# Ideas for fresh figs?



## Shaheen (May 20, 2006)

Figs are in season now and my dad loves them. I want to make him something really nice. Looking for your TNT recipe!


----------



## Haggis (May 20, 2006)

Not to be biased or anything but this is the best recipe for figs I have ever had. This is a recipe from Jamie Oliver.

prosciutto - 1 slice per fig
bocconcini - 1 small ball per fig
figs - as many as you want
sweet figs - green or purple basil

Dressing:
extra-virgin olive oil
lemon juice
honey
sea salt and lots of freshly ground black pepper

1. Criss-cross the figs but not quite to the bottom (it allows your dressing to get right into the middle of the fig).
2. Then, using your thumbs and forefingers, squeeze the base of the fig to expose the inside.
3. Simply place the figs in a dish. Weave around 1 slice of parma ham or prosciutto per fig.
4. Throw in some slices of buffalo mozzarella.
5. Rip over some green or purple basil. 
6. Mix together all the dressing ingredients and drizzle over the salad.
7. Its a good idea to have some spare bread on the table to mop up the juices.


----------



## RDG (May 20, 2006)

For each person:
half glass of fresh ricotta, mixed with sugar, just a bit of cacao powder and drops of chocolate. Mix them till all is creamy.
Over this, put an open fresh fig, and, if you like, some sweet liquor, but it's not necessary, and, in every way, just a drop. I, sometimes, use Amaretto Disaronno. A leaf of mint.


----------



## Haggis (May 20, 2006)

> For each person:
> half glass of fresh ricotta, mixed with sugar, just a bit of cacao powder and drops of chocolate. Mix them till all is creamy.
> Over this, put an open fresh fig, and, if you like, some sweet liquor, but it's not necessary, and, in every way, just a drop. I, sometimes, use Amaretto Disaronno. A leaf of mint.



Drool. Nice one RDG.


----------



## marmalady (May 20, 2006)

Arrggh -can't find the exact 'recipe' for this, but it's awesome.

Heat oven to 425.

Roll out puff pastry dough, and cut into about 4 inch circles.  Place on a baking sheet lined with parchment. Use a fork to poke some holes around the center of the circles. Sprinkle with a little sugar, almost to the edges. 
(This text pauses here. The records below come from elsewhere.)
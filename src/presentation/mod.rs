// Presentation layer - HTTP surface
pub mod app_state;
pub mod handlers;
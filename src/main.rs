mod cli;
mod text_summary;

use anyhow::Result;
use clap::Parser;

fn main() -> Result<()> {
    let args = cli::Cli::parse();
    let json_mode = args.json;

    match cli::run(args) {
        Ok(()) => Ok(()),
        Err(e) => {
            if json_mode {
                // Keep JSON mode script-consumable: a failure marker on
                // stdout, non-zero exit.
                println!("{}", serde_json::json!({ "error": e.to_string() }));
                std::process::exit(1);
            }
            Err(e)
        }
    }
}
Cut your figs in half, arrange them cut side down on the pastry circles, and sprinkle with some more sugar.  If you like, you can brush the edges of the pastry with some egg wash.
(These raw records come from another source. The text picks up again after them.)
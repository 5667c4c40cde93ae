//! Steady-state calculators for Markovian queueing models.
//!
//! Two pure, single-shot solvers: [`solve_mm1`] for the single-server queue
//! and [`solve_mmc`] for the multi-server (Erlang-C) queue. Each takes the
//! arrival rate λ, per-server service rate μ, (for M/M/c) the server count,
//! and a cutoff for the occupancy series, and returns a [`QueueMetrics`]
//! record or a [`SolveError`] when the system has no steady state.

mod error;
mod model;
mod solver;

pub use error::{SolveError, SolveResult};
pub use model::{QueueMetrics, QueueModel, QueueReport, TimeUnit};
pub use solver::{solve_mm1, solve_mmc};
Bake on lower shelf of oven for about 20-25 minutes, til pastry is golden brown and figs are bubbly.  

While still warm, glaze w/either honey, melted apricot preserves w/some of your favorite liqueur.  Serve with a dollop of sweetened whipping cream, or sweetened creme fraiche.


----------



## buckytom (May 20, 2006)

marm, rdg, and haggis, you're all making me so hungry...

split and roasted figs drizzled with honey on a bed of arrugula, served with a nice bleu or sharp goat cheese, sprinkled with toasted pumpkin or sunflower seeds, and a loaf of italian bread makes a nice meal.
oh, and don't forget the wine.


----------



## marmalady (May 20, 2006)

Oooh, Bucky that sounds yum - and what a great meal for hot weather!


----------



## RDG (May 20, 2006)

Bucky, interesting, very interesting....
Figs jam and cheese is the usual pairing in Corse...


----------



## jkath (May 20, 2006)

RDG - I will be trying your recipe very soon! And, Buckytom, I love that idea, so no doubt that will be gracing my table as well. Right now, if I turn my head to the left, the only thing I see out my window is my fig tree, heavily laden with hundreds of beautiful figs.


----------



## mish (May 20, 2006)

Haven't tried these yet, but they look pretty good to me.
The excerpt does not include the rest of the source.